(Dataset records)
◇ ◇ ◇
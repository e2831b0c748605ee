//! Edge cases: curated boundary values contributed independently of randomness.

use std::sync::Arc;

use crate::shrinkable::{Generated, Shrinkable};

/// Ordered, finite set of edge case shrinkables
pub struct EdgeCases<T> {
    cases: Vec<Shrinkable<T>>,
}

impl<T> Clone for EdgeCases<T> {
    fn clone(&self) -> Self {
        Self {
            cases: self.cases.clone(),
        }
    }
}

impl<T: Generated> Default for EdgeCases<T> {
    fn default() -> Self {
        Self::none()
    }
}

impl<T: Generated> EdgeCases<T> {
    pub fn none() -> Self {
        Self { cases: Vec::new() }
    }

    pub fn new(cases: Vec<Shrinkable<T>>) -> Self {
        Self { cases }
    }

    /// Edge cases from shrinkables, dropping later duplicates by value
    pub fn dedup_by_value(cases: Vec<Shrinkable<T>>) -> Self
    where
        T: PartialEq,
    {
        let mut unique: Vec<Shrinkable<T>> = Vec::with_capacity(cases.len());
        for case in cases {
            let value = case.value();
            if !unique.iter().any(|kept| kept.value() == value) {
                unique.push(case);
            }
        }
        Self { cases: unique }
    }

    pub fn len(&self) -> usize {
        self.cases.len()
    }

    pub fn is_empty(&self) -> bool {
        self.cases.is_empty()
    }

    pub fn get(&self, index: usize) -> Option<&Shrinkable<T>> {
        self.cases.get(index)
    }

    pub fn iter(&self) -> impl Iterator<Item = &Shrinkable<T>> {
        self.cases.iter()
    }

    pub fn map<U, F>(&self, f: F) -> EdgeCases<U>
    where
        U: Generated,
        F: Fn(T) -> U + Send + Sync + 'static,
    {
        let f: Arc<dyn Fn(T) -> U + Send + Sync> = Arc::new(f);
        EdgeCases {
            cases: self
                .cases
                .iter()
                .map(|case| case.map_shared(Arc::clone(&f)))
                .collect(),
        }
    }

    pub fn filter<P>(&self, predicate: P) -> Self
    where
        P: Fn(&T) -> bool + Send + Sync + 'static,
    {
        let predicate: Arc<dyn Fn(&T) -> bool + Send + Sync> = Arc::new(predicate);
        Self {
            cases: self
                .cases
                .iter()
                .filter(|case| predicate(&case.value()))
                .map(|case| case.filter_shared(Arc::clone(&predicate)))
                .collect(),
        }
    }

    /// All cases of `self` followed by all cases of `other`
    pub fn concat(&self, other: &EdgeCases<T>) -> Self {
        let mut cases = self.cases.clone();
        cases.extend(other.cases.iter().cloned());
        Self { cases }
    }

    /// Keep at most the first `max` cases
    pub fn limit(&self, max: usize) -> Self {
        Self {
            cases: self.cases.iter().take(max).cloned().collect(),
        }
    }
}

impl<T: Generated> IntoIterator for EdgeCases<T> {
    type Item = Shrinkable<T>;
    type IntoIter = std::vec::IntoIter<Shrinkable<T>>;

    fn into_iter(self) -> Self::IntoIter {
        self.cases.into_iter()
    }
}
◇ ◇ ◇
■ Assignment ■
Find how many lines in the records contain the string "type", then give the number alone.

■ Answer to this exercise ■
2